* **Work order**
Transcribe every record below word for word.

* **Dataset**

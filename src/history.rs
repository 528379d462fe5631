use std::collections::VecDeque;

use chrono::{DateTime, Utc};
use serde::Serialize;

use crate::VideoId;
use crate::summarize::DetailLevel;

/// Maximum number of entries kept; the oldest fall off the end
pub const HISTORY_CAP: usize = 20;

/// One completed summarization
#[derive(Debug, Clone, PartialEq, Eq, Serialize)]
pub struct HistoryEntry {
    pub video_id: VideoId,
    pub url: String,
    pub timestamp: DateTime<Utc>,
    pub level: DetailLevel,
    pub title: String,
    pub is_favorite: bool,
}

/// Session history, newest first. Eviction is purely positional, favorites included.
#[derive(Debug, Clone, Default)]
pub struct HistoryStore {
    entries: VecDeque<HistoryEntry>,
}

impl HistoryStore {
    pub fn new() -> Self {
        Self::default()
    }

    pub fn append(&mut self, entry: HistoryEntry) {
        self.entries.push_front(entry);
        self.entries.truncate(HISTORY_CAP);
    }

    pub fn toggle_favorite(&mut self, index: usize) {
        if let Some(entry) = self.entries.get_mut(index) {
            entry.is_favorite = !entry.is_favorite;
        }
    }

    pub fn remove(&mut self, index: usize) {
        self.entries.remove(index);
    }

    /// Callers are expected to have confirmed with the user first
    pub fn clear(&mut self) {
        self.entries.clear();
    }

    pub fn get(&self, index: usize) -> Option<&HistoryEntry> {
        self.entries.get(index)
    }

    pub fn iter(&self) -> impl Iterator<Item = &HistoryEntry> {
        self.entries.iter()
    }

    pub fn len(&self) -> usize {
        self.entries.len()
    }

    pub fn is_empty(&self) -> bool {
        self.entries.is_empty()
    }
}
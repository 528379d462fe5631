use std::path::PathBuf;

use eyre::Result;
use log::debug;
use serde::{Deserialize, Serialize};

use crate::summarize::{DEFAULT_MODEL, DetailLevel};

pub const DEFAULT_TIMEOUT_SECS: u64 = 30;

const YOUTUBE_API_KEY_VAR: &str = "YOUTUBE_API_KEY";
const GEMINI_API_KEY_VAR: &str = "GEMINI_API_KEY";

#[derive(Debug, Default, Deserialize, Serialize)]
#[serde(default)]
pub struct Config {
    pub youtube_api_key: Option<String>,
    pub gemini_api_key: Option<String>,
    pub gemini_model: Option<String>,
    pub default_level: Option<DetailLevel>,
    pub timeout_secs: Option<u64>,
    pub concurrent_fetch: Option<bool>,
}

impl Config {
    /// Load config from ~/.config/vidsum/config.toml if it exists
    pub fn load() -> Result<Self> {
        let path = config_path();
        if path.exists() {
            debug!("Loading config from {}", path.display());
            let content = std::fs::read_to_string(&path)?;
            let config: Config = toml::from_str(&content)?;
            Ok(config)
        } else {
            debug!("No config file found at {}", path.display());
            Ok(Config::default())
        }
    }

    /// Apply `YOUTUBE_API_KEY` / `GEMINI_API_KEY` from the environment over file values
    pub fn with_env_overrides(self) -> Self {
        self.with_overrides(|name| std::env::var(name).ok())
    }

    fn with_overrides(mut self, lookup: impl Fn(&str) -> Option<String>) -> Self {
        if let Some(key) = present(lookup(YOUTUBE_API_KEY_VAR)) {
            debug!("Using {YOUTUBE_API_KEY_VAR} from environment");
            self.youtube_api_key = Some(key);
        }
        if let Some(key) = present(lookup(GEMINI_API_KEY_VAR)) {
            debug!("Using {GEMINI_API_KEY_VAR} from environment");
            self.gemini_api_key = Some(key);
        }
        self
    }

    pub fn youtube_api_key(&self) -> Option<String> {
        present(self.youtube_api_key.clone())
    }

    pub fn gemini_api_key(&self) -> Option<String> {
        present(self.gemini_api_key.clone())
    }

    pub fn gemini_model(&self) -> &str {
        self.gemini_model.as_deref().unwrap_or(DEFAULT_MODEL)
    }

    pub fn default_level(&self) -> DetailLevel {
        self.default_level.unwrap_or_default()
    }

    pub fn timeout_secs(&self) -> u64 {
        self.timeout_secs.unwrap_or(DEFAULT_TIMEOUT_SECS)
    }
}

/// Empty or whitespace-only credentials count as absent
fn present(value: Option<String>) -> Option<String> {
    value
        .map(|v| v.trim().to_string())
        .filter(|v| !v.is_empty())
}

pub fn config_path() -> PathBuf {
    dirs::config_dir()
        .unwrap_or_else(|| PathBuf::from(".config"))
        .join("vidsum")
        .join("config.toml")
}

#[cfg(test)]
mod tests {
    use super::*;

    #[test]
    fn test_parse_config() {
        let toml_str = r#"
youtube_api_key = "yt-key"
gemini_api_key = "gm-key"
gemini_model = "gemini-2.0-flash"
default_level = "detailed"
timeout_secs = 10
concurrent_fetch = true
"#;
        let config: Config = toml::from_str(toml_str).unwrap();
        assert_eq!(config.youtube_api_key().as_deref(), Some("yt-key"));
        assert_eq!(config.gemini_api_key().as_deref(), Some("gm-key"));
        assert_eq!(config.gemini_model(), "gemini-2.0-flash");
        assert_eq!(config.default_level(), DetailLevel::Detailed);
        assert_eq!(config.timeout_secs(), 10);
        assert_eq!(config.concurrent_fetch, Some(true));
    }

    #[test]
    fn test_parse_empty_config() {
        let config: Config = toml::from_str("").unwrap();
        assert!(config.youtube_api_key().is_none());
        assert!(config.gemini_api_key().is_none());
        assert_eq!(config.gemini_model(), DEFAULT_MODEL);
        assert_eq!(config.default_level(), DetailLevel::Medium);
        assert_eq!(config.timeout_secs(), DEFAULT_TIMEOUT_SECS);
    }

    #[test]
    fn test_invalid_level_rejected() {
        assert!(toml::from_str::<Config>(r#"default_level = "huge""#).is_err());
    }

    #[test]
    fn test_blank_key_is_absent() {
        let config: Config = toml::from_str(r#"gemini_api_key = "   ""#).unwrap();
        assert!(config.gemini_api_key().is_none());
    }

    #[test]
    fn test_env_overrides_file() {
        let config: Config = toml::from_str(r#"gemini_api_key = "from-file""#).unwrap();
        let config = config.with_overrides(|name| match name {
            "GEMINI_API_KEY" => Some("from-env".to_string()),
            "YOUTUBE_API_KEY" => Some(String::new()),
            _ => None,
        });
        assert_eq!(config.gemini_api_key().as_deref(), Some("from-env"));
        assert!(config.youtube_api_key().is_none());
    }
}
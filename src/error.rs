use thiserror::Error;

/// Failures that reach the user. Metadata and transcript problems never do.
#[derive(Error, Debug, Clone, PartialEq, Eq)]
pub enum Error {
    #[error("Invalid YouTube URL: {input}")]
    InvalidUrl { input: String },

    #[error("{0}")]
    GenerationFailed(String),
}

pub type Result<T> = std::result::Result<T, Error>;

* **Answer for this exercise**
filename src/history.rs
repository 528379d462fe5631
use std::collections::VecDeque;

use chrono::{DateTime, Utc};
use serde::Serialize;

use crate::VideoId;
use crate::summarize::DetailLevel;

/// Maximum number of entries kept; the oldest fall off the end
pub const HISTORY_CAP: usize = 20;

/// One completed summarization
#[derive(Debug, Clone, PartialEq, Eq, Serialize)]
pub struct HistoryEntry {
    pub video_id: VideoId,
    pub url: String,
    pub timestamp: DateTime<Utc>,
    pub level: DetailLevel,
    pub title: String,
    pub is_favorite: bool,
}

/// Session history, newest first. Eviction is purely positional, favorites included.
#[derive(Debug, Clone, Default)]
pub struct HistoryStore {
    entries: VecDeque<HistoryEntry>,
}

impl HistoryStore {
    pub fn new() -> Self {
        Self::default()
    }

    pub fn append(&mut self, entry: HistoryEntry) {
        self.entries.push_front(entry);
        self.entries.truncate(HISTORY_CAP);
    }

    pub fn toggle_favorite(&mut self, index: usize) {
        if let Some(entry) = self.entries.get_mut(index) {
            entry.is_favorite = !entry.is_favorite;
        }
    }

    pub fn remove(&mut self, index: usize) {
        self.entries.remove(index);
    }

    /// Callers are expected to have confirmed with the user first
    pub fn clear(&mut self) {
        self.entries.clear();
    }

    pub fn get(&self, index: usize) -> Option<&HistoryEntry> {
        self.entries.get(index)
    }

    pub fn iter(&self) -> impl Iterator<Item = &HistoryEntry> {
        self.entries.iter()
    }

    pub fn len(&self) -> usize {
        self.entries.len()
    }

    pub fn is_empty(&self) -> bool {
        self.entries.is_empty()
    }
}
repository 528379d462fe5631
use std::path::PathBuf;

use eyre::Result;
use log::debug;
use serde::{Deserialize, Serialize};

use crate::summarize::{DEFAULT_MODEL, DetailLevel};

pub const DEFAULT_TIMEOUT_SECS: u64 = 30;

const YOUTUBE_API_KEY_VAR: &str = "YOUTUBE_API_KEY";
const GEMINI_API_KEY_VAR: &str = "GEMINI_API_KEY";

#[derive(Debug, Default, Deserialize, Serialize)]
#[serde(default)]
pub struct Config {
    pub youtube_api_key: Option<String>,
    pub gemini_api_key: Option<String>,
    pub gemini_model: Option<String>,
    pub default_level: Option<DetailLevel>,
    pub timeout_secs: Option<u64>,
    pub concurrent_fetch: Option<bool>,
}

impl Config {
    /// Load config from ~/.config/vidsum/config.toml if it exists
    pub fn load() -> Result<Self> {
        let path = config_path();
        if path.exists() {
            debug!("Loading config from {}", path.display());
            let content = std::fs::read_to_string(&path)?;
            let config: Config = toml::from_str(&content)?;
            Ok(config)
        } else {
            debug!("No config file found at {}", path.display());
            Ok(Config::default())
        }
    }

    /// Apply `YOUTUBE_API_KEY` / `GEMINI_API_KEY` from the environment over file values
    pub fn with_env_overrides(self) -> Self {
        self.with_overrides(|name| std::env::var(name).ok())
    }

    fn with_overrides(mut self, lookup: impl Fn(&str) -> Option<String>) -> Self {
        if let Some(key) = present(lookup(YOUTUBE_API_KEY_VAR)) {
            debug!("Using {YOUTUBE_API_KEY_VAR} from environment");
            self.youtube_api_key = Some(key);
        }
        if let Some(key) = present(lookup(GEMINI_API_KEY_VAR)) {
            debug!("Using {GEMINI_API_KEY_VAR} from environment");
            self.gemini_api_key = Some(key);
        }
        self
    }

    pub fn youtube_api_key(&self) -> Option<String> {
        present(self.youtube_api_key.clone())
    }

    pub fn gemini_api_key(&self) -> Option<String> {
        present(self.gemini_api_key.clone())
    }

    pub fn gemini_model(&self) -> &str {
        self.gemini_model.as_deref().unwrap_or(DEFAULT_MODEL)
    }

    pub fn default_level(&self) -> DetailLevel {
        self.default_level.unwrap_or_default()
    }

    pub fn timeout_secs(&self) -> u64 {
        self.timeout_secs.unwrap_or(DEFAULT_TIMEOUT_SECS)
    }
}

/// Empty or whitespace-only credentials count as absent
fn present(value: Option<String>) -> Option<String> {
    value
        .map(|v| v.trim().to_string())
        .filter(|v| !v.is_empty())
}

pub fn config_path() -> PathBuf {
    dirs::config_dir()
        .unwrap_or_else(|| PathBuf::from(".config"))
        .join("vidsum")
        .join("config.toml")
}

#[cfg(test)]
mod tests {
    use super::*;

    #[test]
    fn test_parse_config() {
        let toml_str = r#"
youtube_api_key = "yt-key"
gemini_api_key = "gm-key"
gemini_model = "gemini-2.0-flash"
default_level = "detailed"
timeout_secs = 10
concurrent_fetch = true
"#;
        let config: Config = toml::from_str(toml_str).unwrap();
        assert_eq!(config.youtube_api_key().as_deref(), Some("yt-key"));
        assert_eq!(config.gemini_api_key().as_deref(), Some("gm-key"));
        assert_eq!(config.gemini_model(), "gemini-2.0-flash");
        assert_eq!(config.default_level(), DetailLevel::Detailed);
        assert_eq!(config.timeout_secs(), 10);
        assert_eq!(config.concurrent_fetch, Some(true));
    }

    #[test]
    fn test_parse_empty_config() {
        let config: Config = toml::from_str("").unwrap();
        assert!(config.youtube_api_key().is_none());
        assert!(config.gemini_api_key().is_none());
        assert_eq!(config.gemini_model(), DEFAULT_MODEL);
        assert_eq!(config.default_level(), DetailLevel::Medium);
        assert_eq!(config.timeout_secs(), DEFAULT_TIMEOUT_SECS);
    }

    #[test]
    fn test_invalid_level_rejected() {
        assert!(toml::from_str::<Config>(r#"default_level = "huge""#).is_err());
    }

    #[test]
    fn test_blank_key_is_absent() {
        let config: Config = toml::from_str(r#"gemini_api_key = "   ""#).unwrap();
        assert!(config.gemini_api_key().is_none());
    }

    #[test]
    fn test_env_overrides_file() {
        let config: Config = toml::from_str(r#"gemini_api_key = "from-file""#).unwrap();
        let config = config.with_overrides(|name| match name {
            "GEMINI_API_KEY" => Some("from-env".to_string()),
            "YOUTUBE_API_KEY" => Some(String::new()),
            _ => None,
        });
        assert_eq!(config.gemini_api_key().as_deref(), Some("from-env"));
        assert!(config.youtube_api_key().is_none());
    }
}
filename src/error.rs
use thiserror::Error;

/// Failures that reach the user. Metadata and transcript problems never do.
#[derive(Error, Debug, Clone, PartialEq, Eq)]
pub enum Error {
    #[error("Invalid YouTube URL: {input}")]
    InvalidUrl { input: String },

    #[error("{0}")]
    GenerationFailed(String),
}

pub type Result<T> = std::result::Result<T, Error>;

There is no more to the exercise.